Healthiness is a hell of a drug.

“Life is what happens to us while we are making other plans.” ~ John Lennon

Our time on earth is a distinctive mystery. We all use individual life strategies. Some cross their fingers. While others, like me, plan for tomorrow. But yet, I never saw this coming.

The other day I fell apart. The doctors put me back together with steroids, a breathing tube and bed rest. Intubation was required and the ICU became my new home.

My memory of that episode is stitched together by faded voices and blurred faces. The whole experience seems otherworldly. But a fly on the wall told me it really did occur.

And since that time, I’ve been scared. I wake every morning to face another graceless day filled with attempted wall walking and moments I’ll soon forget.

I spend my days recuperating in this bed. Dictating my feelings to my husband as he types my words into his iPhone. Trying to make sense of the scattered thoughts my weakened muffled voice is dribbling out.

Reading messages asking me where have I been?

In which I always answer, “I wish I knew.”

And unfortunately it seems my MS is progressing. Each medical challenge is more intense than the last. And all I have to show for it is debt and bedsores.

All day long my hospital bed swallows my frame within its thickness. Making me feel like I’m buried in a tomb. Restricting my body, thoughts and movements.

Every night I try to ignore the sounds coming from the rooms of other patients.
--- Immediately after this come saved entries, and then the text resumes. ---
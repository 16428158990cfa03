//! Fixed symbol profile: version 1 at error-correction level M with
//! mask pattern 0, the smallest Model 2 symbol.

/// Symbol version
pub const VERSION: u8 = 1;

/// Modules per side, 17 + 4 * version
pub const SIZE: usize = 21;

/// Data codewords at level M
pub const DATA_CODEWORDS: usize = 16;

/// Error-correction codewords at level M
pub const ECC_CODEWORDS: usize = 10;

/// All codewords carried by the symbol
pub const TOTAL_CODEWORDS: usize = DATA_CODEWORDS + ECC_CODEWORDS;

/// Bits available for mode indicator, character count and payload
pub const DATA_BIT_CAPACITY: usize = DATA_CODEWORDS * 8;

/// Longest byte-mode payload: capacity minus the 12 header bits,
/// rounded down to whole bytes
pub const MAX_DATA_BYTES: usize = (DATA_BIT_CAPACITY - 12) / 8;

/// Modules left for codeword bits after function patterns
pub const DATA_MODULE_COUNT: usize = TOTAL_CODEWORDS * 8;

#[cfg(test)]
mod tests {
    use super::*;

    #[test]
    fn test_profile_constants_are_consistent() {
        assert_eq!(SIZE, 17 + 4 * VERSION as usize);
        assert_eq!(DATA_BIT_CAPACITY, 128);
        assert_eq!(MAX_DATA_BYTES, 14);
        assert_eq!(TOTAL_CODEWORDS, 26);
        assert_eq!(DATA_MODULE_COUNT, 208);
    }
}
I struggle to sleep while nurses are constantly invading my personal space. My mind aches, as I lay awake humming a goodnight lullaby. Hoping for a better tomorrow. Staring at the ceiling. Waiting for the reckless thoughts too stop attacking. Thinking about how many times I failed today at completing common everyday task. And no matter what I do, those concepts are always delivered to my head like a present from my worst enemy.

It just doesn’t seem fair. Healthiness is a hell of a drug. And I’ve become use to it. So now I want more. I can’t stop myself from wanting more. I want more than thousand dollar wheelchairs, muscle relaxers and side effects worse than the original problem.

I want to feel “normal”. I mean normal all the time. Not just when my head is filled with dope. I’m on fourteen prescriptions and counting. I take medications junkies kill for. They use it to get high. But those pills don’t make me high. They help me make it through the day. It stops the sad songs from taking over my mind.

This whole MS thing just wasn’t apart of my life plan. I wish I could go back to the time when my mother told me stories of moons, cows and spoons. But I can’t. I’m here now. Facing my demon everyday.

But as long as I want more, I will never settle. So I guess I’ll start today by climbing out of this tomb and doing my physical therapy so I can leave this hospital bed behind.

Author: Nicole Lemelle

My name is Nicole Lemelle. I am a writer, activist and a person living with Multiple Sclerosis. I created My New Normals to educate those who do not understand MS, reassure people with similar plights and inspire everyone to seize command of their lives.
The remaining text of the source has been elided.